• _PROBLEM_: Please return only the lines from the one holding "use serde::Serialize;" through the one holding "while i < args.len()", exactly as they appear in the records below, both ends included.

• _INPUT MATERIAL_:

use std::env;

use anyhow::{anyhow, bail, Result};
use serde::Serialize;

use litsearch_cli::{init_tracing, open_coordinator};
use litsearch_core::config::Config;
use litsearch_core::query::{FacetFilter, SearchQuery};

const USAGE: &str = "Usage: litsearch <query|facets|doc|batch|ngrams|discover|size> [args...]
  query \"<text>\" [--field F] [--facet dim=value]... [--skip N] [--top N] [--fdim N]
  facets [\"<text>\"] [--facet dim=value]...
  doc <id>
  batch <id,id,...>
  ngrams \"<text>\" [--fdim N]
  discover \"<topic A>\" \"<topic B>\"
  size";

/// Positional arguments and `--flag value` options, in order.
struct Args {
    positional: Vec<String>,
    field: Option<String>,
    facets: Vec<String>,
    skip: usize,
    top: Option<usize>,
    fdim: Option<usize>,
}

fn number(flag: &str, value: Option<&String>) -> Result<usize> {
    value
        .ok_or_else(|| anyhow!("{flag} requires a number"))?
        .parse::<usize>()
        .map_err(|e| anyhow!("{flag}: {e}"))
}

fn parse_args(args: &[String]) -> Result<Args> {
    let mut parsed = Args { positional: Vec::new(), field: None, facets: Vec::new(), skip: 0, top: None, fdim: None };
    let mut i = 0;
    while i < args.len() {
        match args[i].as_str() {
            "--field" => { parsed.field = Some(args.get(i + 1).cloned().ok_or_else(|| anyhow!("--field requires a name"))?); i += 1; }
            "--facet" => { parsed.facets.push(args.get(i + 1).cloned().ok_or_else(|| anyhow!("--facet requires dim=value"))?); i += 1; }
            "--skip" => { parsed.skip = number("--skip", args.get(i + 1))?; i += 1; }
            "--top" => { parsed.top = Some(number("--top", args.get(i + 1))?); i += 1; }
            "--fdim" => { parsed.fdim = Some(number("--fdim", args.get(i + 1))?); i += 1; }
            flag if flag.starts_with("--") => bail!("unknown option {flag}"),
            _ => parsed.positional.push(args[i].clone()),
        }
        i += 1;
    }
    Ok(parsed)
}

fn print<T: Serialize + ?Sized>(value: &T) -> Result<()> {
    println!("{}", serde_json::to_string_pretty(value)?);
    Ok(())
}

#[tokio::main]
async fn main() -> Result<()> {
    init_tracing();
    let config = Config::load().map_err(|e| { eprintln!("Error loading config: {}", e); e })?;
    let mut argv: Vec<String> = env::args().skip(1).collect();
    if argv.is_empty() { eprintln!("{USAGE}"); std::process::exit(1); }
    let cmd = argv.remove(0);
    let args = parse_args(&argv)?;
    let coordinator = open_coordinator(&config)?;
    let settings = coordinator.settings().clone();

    let build_query = |text: Option<&String>| -> Result<SearchQuery> {
        let mut facets = FacetFilter::new();
        for spec in &args.facets {
            facets.select_spec(spec, |dim| settings.index.is_hierarchical(dim))?;
        }
        let query = match (&args.field, text) {
            (Some(field), Some(value)) => SearchQuery::field(field, value),
            (Some(field), None) => bail!("--field {field} needs a value"),
            (None, Some(text)) => SearchQuery::free_text(text),
            (None, None) if !facets.is_empty() => SearchQuery::drilldown(FacetFilter::new()),
            (None, None) => SearchQuery::all(),
        };
        Ok(query
            .with_facets(facets)
            .with_page(args.skip, args.top.unwrap_or(settings.max_hits))
            .with_fdim(args.fdim.unwrap_or(settings.default_fdim))
            .with_slop(settings.default_slop))
    };

    match cmd.as_str() {
        "query" => {
            let query = build_query(args.positional.first())?;
            print(coordinator.execute(&query).await?.as_ref())?;
        }
        "facets" => {
            let result = if args.positional.is_empty() && args.facets.is_empty() {
                coordinator.all_facets().await?
            } else {
                coordinator.facets(&build_query(args.positional.first())?).await?
            };
            print(&result.facets)?;
        }
        "doc" => {
            let id: u64 = args.positional.first().ok_or_else(|| anyhow!("doc requires an id"))?.parse()?;
            match coordinator.fetch_by_id(id).await? {
                Some(doc) => print(&doc)?,
                None => { eprintln!("No document with id {id}"); std::process::exit(2); }
            }
        }
        "batch" => {
            let raw = args.positional.first().ok_or_else(|| anyhow!("batch requires a comma-separated id list"))?;
            let ids = raw.split(',').map(|s| s.trim().parse::<u64>()).collect::<Result<Vec<_>, _>>()?;
            print(coordinator.fetch_batch(&ids).await?.as_ref())?;
        }
        "ngrams" => {
            let query = build_query(args.positional.first())?;
            print(coordinator.ngram_values(&query).await?.as_ref())?;
        }
        "discover" => {
            let (Some(a), Some(b)) = (args.positional.first(), args.positional.get(1)) else {
                bail!("discover requires two topics");
            };
            let terms = coordinator.common_disconnected(&build_query(Some(a))?, &build_query(Some(b))?).await?;
            print(terms.as_ref())?;
        }
        "size" => println!("{}", coordinator.size().await?),
        _ => { eprintln!("Unknown command: {}\n{USAGE}", cmd); std::process::exit(1); }
    }
    Ok(())
}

• _SOLUTION TO THIS TASK_:
use serde::Serialize;

use litsearch_cli::{init_tracing, open_coordinator};
use litsearch_core::config::Config;
use litsearch_core::query::{FacetFilter, SearchQuery};

const USAGE: &str = "Usage: litsearch <query|facets|doc|batch|ngrams|discover|size> [args...]
  query \"<text>\" [--field F] [--facet dim=value]... [--skip N] [--top N] [--fdim N]
  facets [\"<text>\"] [--facet dim=value]...
  doc <id>
  batch <id,id,...>
  ngrams \"<text>\" [--fdim N]
  discover \"<topic A>\" \"<topic B>\"
  size";

/// Positional arguments and `--flag value` options, in order.
struct Args {
    positional: Vec<String>,
    field: Option<String>,
    facets: Vec<String>,
    skip: usize,
    top: Option<usize>,
    fdim: Option<usize>,
}

fn number(flag: &str, value: Option<&String>) -> Result<usize> {
    value
        .ok_or_else(|| anyhow!("{flag} requires a number"))?
        .parse::<usize>()
        .map_err(|e| anyhow!("{flag}: {e}"))
}

fn parse_args(args: &[String]) -> Result<Args> {
    let mut parsed = Args { positional: Vec::new(), field: None, facets: Vec::new(), skip: 0, top: None, fdim: None };
    let mut i = 0;
    while i < args.len() {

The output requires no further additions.